Things Japanese/Yoshiwara
Yoshiwara. When Yedo suddenly rose into splendour at the beginning of the seventeenth century, people of all classes and from all parts of the country flocked thither to seek their fortune. The courtesans were not behindhand. From Kyōto, from Nara, from Fushimi, they arrived—so the native accounts inform us—in little parties of threes and fours. But a band of some twenty or thirty from the town of Moto-Yoshiwara on the Tōkaidō were either the most numerous or the most beautiful; and so the district of Yedo where they took up their abode came to be called the Yoshiwara.[1] At first there was no official supervision of these frail ladies. They were free to ply their trade wherever they chose. But in the year 1617, on the representations of a reformer named Shōji Jin-emon, the city in general was purified, and all the libertinism in it—permitted, but regulated—was banished to one special quarter near Nihom-bashi, to which the name of Yoshiwara attached itself. This segregative system, which became general and permanent, has had at least one excellent result:—the Japanese streets at night exhibit none of those scenes of brazen-faced solicitation to vice which disgrace our Western cities. Later on, in A. D. 1656, when the metropolis had grown larger and Nihom-bashi had become its centre, the authorities caused the houses in question to be removed to their present site on the northern limit of Yedo, whence the name of Shin (i.e. New) Yoshiwara, by which the place is currently known. Foreigners often speak of "a Yoshiwara," as if the word were a generic term. It is not so. The quarters of similar character in other parts of Japan are never so called by the Japanese themselves. Such words as yūjoba and kuruwa are used to designate them.
Japanese literature is full of romantic stories in which the Yoshiwara plays a part. Generally the heroine has found her way there in obedience to the dictates of filial piety in order to support her aged parents, or else she is kidnapped by some ruffian who basely sells her for his own profit. The story often ends by the girl emerging from a life of shame with at least her heart untainted, and by all the good people living happily ever after. It is to be feared that real life witnesses few such fortunate cases, though it is probably true that the fallen women of Japan are, as a class, much less vicious than their representatives in Western lands, being neither drunken nor foul-mouthed. On the other hand, a Japanese proverb says that a truthful courtesan is as great a miracle as a square egg.
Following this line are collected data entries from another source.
//! Editable form state over a template's fields.
//!
//! A [`FormState`] holds the current value of every field, keyed by field
//! key, plus a snapshot of the values as last saved. Dirtiness is a pure
//! comparison of the two; nothing is tracked through callbacks.
//!
//! Fixed fields (the protocol constants and anything declared by the
//! configuration document) are read-only and refuse edits.

pub mod session;

pub use session::Session;

use crate::constants::{AMOUNT_LABEL, DEFAULT_CURRENCY, READONLY_LABELS};
use crate::core::PayqrError;
use crate::template::{FieldRecord, Overrides, TemplateManager};
use indexmap::IndexMap;
use regex::Regex;

/// Human-facing caption for a field, e.g. `Identification Code (K):`.
///
/// A space goes before every uppercase letter of the label.
#[must_use]
pub fn format_label(label: &str, key: &str) -> String {
    let mut spaced = String::with_capacity(label.len() + 8);
    for c in label.chars() {
        if c.is_uppercase() {
            spaced.push(' ');
        }
        spaced.push(c);
    }
    format!("{} ({key}):", spaced.trim())
}

/// Split an amount value into currency and amount.
///
/// `RSD3596,13` yields `("RSD", "3596,13")`. A value without a three-letter
/// uppercase prefix is taken as the amount in the default currency.
#[must_use]
pub fn split_amount(value: &str) -> (String, String) {
    let captured = Regex::new(r"^([A-Z]{3})(.+)$")
        .ok()
        .and_then(|re| re.captures(value).map(|c| (c[1].to_string(), c[2].to_string())));

    captured.unwrap_or_else(|| (DEFAULT_CURRENCY.to_string(), value.to_string()))
}

/// Current and saved values for one template's fields.
#[derive(Debug, Clone, PartialEq, Eq)]
pub struct FormState {
    fields: Vec<FieldRecord>,
    read_only: Vec<String>,
    values: IndexMap<String, String>,
    saved: IndexMap<String, String>,
}

impl FormState {
    /// Seed a form from field defaults.
    ///
    /// The protocol-constant labels are read-only; the saved snapshot
    /// equals the initial values.
    #[must_use]
    pub fn new(fields: Vec<FieldRecord>) -> Self {
        let values: IndexMap<String, String> =
            fields.iter().map(|f| (f.key.clone(), f.value.clone())).collect();

        Self {
            fields,
            read_only: READONLY_LABELS.iter().map(|l| (*l).to_string()).collect(),
            saved: values.clone(),
            values,
        }
    }

    /// Seed a form from a loaded template, making configuration fields
    /// read-only.
    #[must_use]
    pub fn from_manager(manager: &TemplateManager) -> Self {
        let mut form = Self::new(manager.fields().to_vec());
        let fixed: Vec<String> = manager
            .fields()
            .iter()
            .filter(|f| manager.is_fixed(&f.label))
            .map(|f| f.label.clone())
            .collect();
        for label in fixed {
            if !form.read_only.contains(&label) {
                form.read_only.push(label);
            }
        }
        form
    }

    /// The fields the form was built from.
    #[must_use]
    pub fn fields(&self) -> &[FieldRecord] {
        &self.fields
    }

    /// Whether edits to this label are refused.
    #[must_use]
    pub fn is_read_only(&self, label: &str) -> bool {
        self.read_only.iter().any(|l| l == label)
    }

    /// Current value for a key.
    #[must_use]
    pub fn value(&self, key: &str) -> Option<&str> {
        self.values.get(key).map(String::as_str)
    }

    /// Change the value of a field.
    ///
    /// # Errors
    ///
    /// Returns [`PayqrError::ReadOnlyField`] for a fixed field and
    /// [`PayqrError::UnknownField`] if no field has this key.
    pub fn set(&mut self, key: &str, value: impl Into<String>) -> Result<(), PayqrError> {
        let field = self.fields.iter().find(|f| f.key == key).ok_or_else(|| {
            PayqrError::UnknownField {
                key: key.to_string(),
            }
        })?;
        if self.is_read_only(&field.label) {
            return Err(PayqrError::ReadOnlyField {
                label: field.label.clone(),
            });
        }
        self.values.insert(key.to_string(), value.into());
        Ok(())
    }

    /// Key of the amount field, if the template has one.
    fn amount_key(&self) -> Option<&str> {
        self.fields.iter().find(|f| f.label == AMOUNT_LABEL).map(|f| f.key.as_str())
    }

    /// Currency and amount of the amount field.
    #[must_use]
    pub fn amount(&self) -> Option<(String, String)> {
        self.amount_key().and_then(|key| self.value(key)).map(split_amount)
    }

    /// Store currency and amount recombined into the amount field.
    ///
    /// # Errors
    ///
    /// Returns [`PayqrError::UnknownField`] if the template has no amount
    /// field.
    pub fn set_amount(&mut self, currency: &str, amount: &str) -> Result<(), PayqrError> {
        let key = self
            .amount_key()
            .ok_or_else(|| PayqrError::UnknownField {
                key: AMOUNT_LABEL.to_string(),
            })?
            .to_string();
        self.set(&key, format!("{currency}{amount}"))
    }

    /// Whether any value differs from the last saved snapshot.
    #[must_use]
    pub fn is_dirty(&self) -> bool {
        self.values != self.saved
    }

    /// Take the current values as the saved snapshot.
    pub fn mark_saved(&mut self) {
        self.saved = self.values.clone();
    }

    /// Current values as render overrides, in field order.
    #[must_use]
    pub fn overrides(&self) -> Overrides {
        self.values.iter().map(|(k, v)| (k.as_str(), v.as_str())).collect()
    }

    /// Field records carrying the current values.
    #[must_use]
    pub fn current_fields(&self) -> Vec<FieldRecord> {
        self.fields
            .iter()
            .map(|f| FieldRecord {
                value: self.value(&f.key).unwrap_or(&f.value).to_string(),
                ..f.clone()
            })
            .collect()
    }
}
In former times, girls could be and were regularly and legally sold into debauchery at the Yoshiwara in Yedo and at its counterparts throughout the land,—a state of things which the present enlightened government hastened to reform. Towards the close of the nineteenth century, an agitation against the whole system was begun by the missionaries, notably by the Japan branch of the Salvation Army, supported by a section of the Tōkyō press. It bore fruit in 1900, in the passing of a new law enabling any girl to free herself at once from the fetters of shame by a mere declaration of that intention to the police. Over 400 in Tōkyō alone immediately had recourse to the means of liberation thus unexpectedly provided, and before the end of the year over 1,100 had left with or without the consent of the keepers of the brothels. In fact, the rush became so great that many houses had to close their doors. When we add that a weekly medical inspection of the inmates of all such places had been introduced as early as 1874 in imitation of European ways, that each house and each separate inmate of each house is heavily taxed, and that there is severe police control over all, we have mentioned all that need here be said on a subject which could only be adequately discussed in the pages of a medical work. Those interested in this particular department of sociology will find full and curious details in The Nightless City, published anonymously at Yokohama in 1899.
- ↑ The weight of authority is in favour of this account of the origin of the name. According to others, the etymology is yoshi, "a reed," and hara, "a moor," and the designation of "reedy moor" would have been given to the locality on account of its aspect before it was built over. There is another Chinese character yoshi meaning good," "lucky;" and with this the first two syllables of the name are now usually written 吉原.